Tour de France 2026 : pourquoi les crampes se multiplient chez les coureurs
L'Équipe s'est penché sur la hausse des crampes observée depuis le départ à Barcelone, entre chaleur extrême et hydratation mal maîtrisée
Depuis le départ du Tour de France 2026 à Barcelone, plusieurs coureurs, dont Cian Uijtdebroeks, ont été touchés par des crampes précoces. L'Équipe a analysé ce phénomène, pointant la chaleur et une hydratation mal adaptée comme causes principales.
L’essentiel
- Fait 1 : L’Équipe a publié le 6 juillet 2026 une analyse sur la hausse des crampes chez les coureurs du Tour de France.
- Fait 2 : Cian Uijtdebroeks a été touché par des crampes dès le départ du Tour à Barcelone, le 4 juillet 2026.
- Fait 3 : Les fortes chaleurs sont identifiées comme facteur aggravant, selon Le Dauphiné et France 3 Bretagne.
- Fait 4 : Le Dr Gérald Kierzek alerte sur les risques d’une hydratation à l’eau pure, sans électrolytes.
Le sujet est revenu avec insistance dans le peloton depuis le grand départ de Barcelone, le 4 juillet 2026. Plusieurs coureurs se plaignent de crampes, parfois dès les premières étapes, un phénomène que L’Équipe a choisi de décortiquer dans un article publié le 6 juillet.
Uijtdebroeks touché dès le départ
Cian Uijtdebroeks compte parmi les premiers cas signalés.
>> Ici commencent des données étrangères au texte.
use std::sync::Arc;
use std::time::Duration;

use async_trait::async_trait;
use futures::lock::Mutex;
use rusqlite::{named_params, Connection, OptionalExtension, Row};
use tracing::{debug, warn};

use crate::error::{Result, StoreError};
use crate::parcel::{Parcel, ParcelStatus};
use crate::store::ParcelStore;

/// Table layout the store expects. Provided for callers and tests; the store
/// itself never runs it.
pub const PARCEL_TABLE_DDL: &str = r#"
CREATE TABLE IF NOT EXISTS parcel (
    number INTEGER PRIMARY KEY AUTOINCREMENT,
    client INTEGER NOT NULL,
    status TEXT NOT NULL,
    address TEXT NOT NULL,
    created_at TEXT NOT NULL
);
CREATE INDEX IF NOT EXISTS idx_parcel_client ON parcel(client);
"#;

const INSERT_PARCEL: &str = "INSERT INTO parcel (client, status, address, created_at) \
     VALUES (:client, :status, :address, :created_at)";
const SELECT_BY_NUMBER: &str =
    "SELECT number, client, status, address, created_at FROM parcel WHERE number = :number";
const SELECT_BY_CLIENT: &str =
    "SELECT number, client, status, address, created_at FROM parcel WHERE client = :client";
const SELECT_STATUS: &str = "SELECT status FROM parcel WHERE number = :number";
const UPDATE_STATUS: &str = "UPDATE parcel SET status = :status WHERE number = :number";
const UPDATE_ADDRESS: &str =
    "UPDATE parcel SET address = :address WHERE number = :number AND status = :status";
const DELETE_PARCEL: &str = "DELETE FROM parcel WHERE number = :number AND status = :status";

/// Creates the `parcel` table and its client index if they are missing.
pub fn initialize_schema(conn: &Connection) -> rusqlite::Result<()> {
    conn.execute_batch(PARCEL_TABLE_DDL)
}

/// Connection settings for callers that want the crate to open the database.
#[derive(Debug, Clone, PartialEq)]
pub struct SqliteConfig {
    /// Path to the SQLite database file, or `:memory:`.
    pub db_path: String,
    /// How long a statement waits on a locked database before failing.
    pub busy_timeout: Duration,
}

impl SqliteConfig {
    pub fn new(db_path: impl Into<String>) -> Self {
        Self {
            db_path: db_path.into(),
            busy_timeout: Duration::from_secs(5),
        }
    }

    pub fn in_memory() -> Self {
        Self::new(":memory:")
    }

    pub fn with_busy_timeout(mut self, timeout: Duration) -> Self {
        self.busy_timeout = timeout;
        self
    }

    /// Opens the database. Schema provisioning is left to the caller.
    pub fn open(&self) -> Result<Connection> {
        let open_err = |source| StoreError::Open {
            path: self.db_path.clone(),
            source,
        };
        let conn = Connection::open(&self.db_path).map_err(open_err)?;
        conn.busy_timeout(self.busy_timeout).map_err(open_err)?;
        debug!(path = %self.db_path, "opened sqlite database");
        Ok(conn)
    }
}

/// [`ParcelStore`] over a caller-owned SQLite connection.
///
/// The mutex only serializes access to the connection handle. Each operation
/// is a single statement; nothing spans operations.
#[derive(Debug, Clone)]
pub struct SqliteParcelStore {
    conn: Arc<Mutex<Connection>>,
}

impl SqliteParcelStore {
    pub fn new(conn: Arc<Mutex<Connection>>) -> Self {
        Self { conn }
    }

    pub fn from_connection(conn: Connection) -> Self {
        Self::new(Arc::new(Mutex::new(conn)))
    }

    /// Shared handle to the underlying connection.
    pub fn connection(&self) -> Arc<Mutex<Connection>> {
        Arc::clone(&self.conn)
    }
}

fn parcel_from_row(row: &Row<'_>) -> rusqlite::Result<Parcel> {
    Ok(Parcel {
        number: row.get(0)?,
        client: row.get(1)?,
        status: row.get(2)?,
        address: row.get(3)?,
        created_at: row.get(4)?,
    })
}

/// Works out why a guarded mutation matched no row.
fn missed_guard(conn: &Connection, number: i64) -> StoreError {
    let status = conn
        .prepare_cached(SELECT_STATUS)
        .and_then(|mut stmt| {
            stmt.query_row(named_params! { ":number": number }, |row| {
                row.get::<_, ParcelStatus>(0)
            })
            .optional()
        });
    match status {
        Ok(None) => StoreError::NotFound { number },
        Ok(Some(status)) => StoreError::PreconditionFailed { number, status },
        Err(source) => StoreError::Read {
            context: "error reading parcel status",
            source,
        },
    }
}

#[async_trait]
impl ParcelStore for SqliteParcelStore {
    async fn add(&self, parcel: &Parcel) -> Result<i64> {
        let conn = self.conn.lock().await;
        let mut stmt = conn
            .prepare_cached(INSERT_PARCEL)
            .map_err(StoreError::write("error preparing insert statement"))?;
        let number = stmt
            .insert(named_params! {
                ":client": parcel.client,
                ":status": parcel.status,
                ":address": parcel.address,
                ":created_at": parcel.created_at,
            })
            .map_err(StoreError::write("error executing insert statement"))?;
        debug!(number, client = parcel.client, "parcel added");
        Ok(number)
    }

    async fn get(&self, number: i64) -> Result<Parcel> {
        let conn = self.conn.lock().await;
        let mut stmt = conn
            .prepare_cached(SELECT_BY_NUMBER)
            .map_err(StoreError::read("error preparing select statement"))?;
        let parcel = stmt
            .query_row(named_params! { ":number": number }, parcel_from_row)
            .optional()
            .map_err(StoreError::read("error scanning parcel"))?;
        parcel.ok_or(StoreError::NotFound { number })
    }

    async fn get_by_client(&self, client: i64) -> Result<Vec<Parcel>> {
        let conn = self.conn.lock().await;
        let mut stmt = conn
            .prepare_cached(SELECT_BY_CLIENT)
            .map_err(StoreError::read("error preparing query"))?;
        let rows = stmt
            .query_map(named_params! { ":client": client }, parcel_from_row)
            .map_err(StoreError::read("error executing query"))?;
        let parcels = rows
            .collect::<rusqlite::Result<Vec<_>>>()
            .map_err(StoreError::read("error scanning row"))?;
        debug!(client, count = parcels.len(), "parcels fetched by client");
        Ok(parcels)
    }

    async fn set_status(&self, number: i64, status: &str) -> Result<()> {
        let status: ParcelStatus = status.parse().map_err(|err| {
            warn!(number, %err, "rejected status update");
            StoreError::Validation(err)
        })?;

        let conn = self.conn.lock().await;
        let mut stmt = conn
            .prepare_cached(UPDATE_STATUS)
            .map_err(StoreError::write("error preparing update statement"))?;
        let changed = stmt
            .execute(named_params! { ":status": status, ":number": number })
            .map_err(StoreError::write("error executing update statement"))?;
        if changed == 0 {
            return Err(StoreError::NotFound { number });
        }
        debug!(number, %status, "parcel status updated");
        Ok(())
    }

    async fn set_address(&self, number: i64, address: &str) -> Result<()> {
        let conn = self.conn.lock().await;
        let mut stmt = conn
            .prepare_cached(UPDATE_ADDRESS)
            .map_err(StoreError::write("error preparing update statement"))?;
        let changed = stmt
            .execute(named_params! {
                ":address": address,
                ":number": number,
                ":status": ParcelStatus::Registered,
            })
            .map_err(StoreError::write("error executing update statement"))?;
        if changed == 0 {
            let err = missed_guard(&conn, number);
            warn!(number, %err, "address update not applied");
            return Err(err);
        }
        debug!(number, "parcel address updated");
        Ok(())
    }

    async fn delete(&self, number: i64) -> Result<()> {
        let conn = self.conn.lock().await;
        let mut stmt = conn
            .prepare_cached(DELETE_PARCEL)
            .map_err(StoreError::write("error preparing delete statement"))?;
        let changed = stmt
            .execute(named_params! {
                ":number": number,
                ":status": ParcelStatus::Registered,
            })
            .map_err(StoreError::write("error executing delete statement"))?;
        if changed == 0 {
            let err = missed_guard(&conn, number);
            warn!(number, %err, "parcel delete not applied");
            return Err(err);
        }
        debug!(number, "parcel deleted");
        Ok(())
    }
}
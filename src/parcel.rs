use std::fmt;
use std::str::FromStr;

use chrono::{SecondsFormat, Utc};
use rusqlite::types::{FromSql, FromSqlError, FromSqlResult, ToSql, ToSqlOutput, ValueRef};
use serde::{Deserialize, Serialize};

use crate::error::ParseStatusError;

/// Delivery status of a parcel.
///
/// Persisted as the exact lowercase strings `registered`, `sent` and `delivered`.
/// Any status may be set to any other one; only `Registered` unlocks address
/// changes and deletion.
#[derive(Debug, Clone, Copy, PartialEq, Eq, Hash, Serialize, Deserialize)]
#[serde(rename_all = "lowercase")]
pub enum ParcelStatus {
    Registered,
    Sent,
    Delivered,
}

impl ParcelStatus {
    pub const ALL: [ParcelStatus; 3] = [Self::Registered, Self::Sent, Self::Delivered];

    pub const fn as_str(self) -> &'static str {
        match self {
            Self::Registered => "registered",
            Self::Sent => "sent",
            Self::Delivered => "delivered",
        }
    }
}

impl fmt::Display for ParcelStatus {
    fn fmt(&self, f: &mut fmt::Formatter<'_>) -> fmt::Result {
        f.write_str(self.as_str())
    }
}

impl FromStr for ParcelStatus {
    type Err = ParseStatusError;

    fn from_str(s: &str) -> Result<Self, Self::Err> {
        Self::ALL
            .into_iter()
            .find(|status| status.as_str() == s)
            .ok_or_else(|| ParseStatusError(s.to_string()))
    }
}

impl ToSql for ParcelStatus {
    fn to_sql(&self) -> rusqlite::Result<ToSqlOutput<'_>> {
        Ok(ToSqlOutput::from(self.as_str()))
    }
}

impl FromSql for ParcelStatus {
    fn column_result(value: ValueRef<'_>) -> FromSqlResult<Self> {
        value
            .as_str()?
            .parse()
            .map_err(|err| FromSqlError::Other(Box::new(err)))
    }
}

/// A row of the `parcel` table.
#[derive(Debug, Clone, PartialEq, Eq, Serialize, Deserialize)]
pub struct Parcel {
    /// Assigned by the store on insert; zero until then.
    pub number: i64,
    pub client: i64,
    pub status: ParcelStatus,
    pub address: String,
    pub created_at: String,
}

impl Parcel {
    /// A not-yet-stored parcel in the `registered` state, stamped with the current UTC time.
    pub fn new(client: i64, address: impl Into<String>) -> Self {
        Self {
            number: 0,
            client,
            status: ParcelStatus::Registered,
            address: address.into(),
            created_at: Utc::now().to_rfc3339_opts(SecondsFormat::Secs, true),
        }
    }

    pub fn is_stored(&self) -> bool {
        self.number != 0
    }
}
Le coureur a souffert de crampes dès le départ de l’épreuve à Barcelone, selon les informations relayées par Cycling Up To Date. Ce type d’incident en tout début de course intrigue les observateurs, car les crampes sont habituellement associées à la fatigue accumulée sur plusieurs semaines de course, pas aux premiers kilomètres.
La chaleur, facteur numero un
Selon Le Dauphiné, les canicules et les chaleurs extrêmes qui marquent cette édition 2026 du Tour constituent un facteur majeur dans la multiplication de ces épisodes. France 3 Régions Bretagne pointe dans le même sens : la fatigue liée à l’effort combinée à des conditions thermiques extrêmes augmente significativement le risque de crampes chez les coureurs. Le corps, soumis à des températures élevées pendant plusieurs heures d’effort, perd davantage d’eau et de sels minéraux par la sueur, un mécanisme qui fragilise le muscle.
Une hydratation mal calibree
D’après ConseilVélo, la déshydratation et une hydratation inadéquate figurent parmi les causes principales des crampes en cyclisme. Mais boire beaucoup ne suffit pas. Le Dr Gérald Kierzek, cité par plusieurs médias, met en garde : consommer uniquement de l’eau sans électrolytes peut aggraver les crampes plutôt que les prévenir. En diluant les sels minéraux déjà réduits par la transpiration, l’eau pure accentue le déséquilibre à l’origine des contractions musculaires involontaires.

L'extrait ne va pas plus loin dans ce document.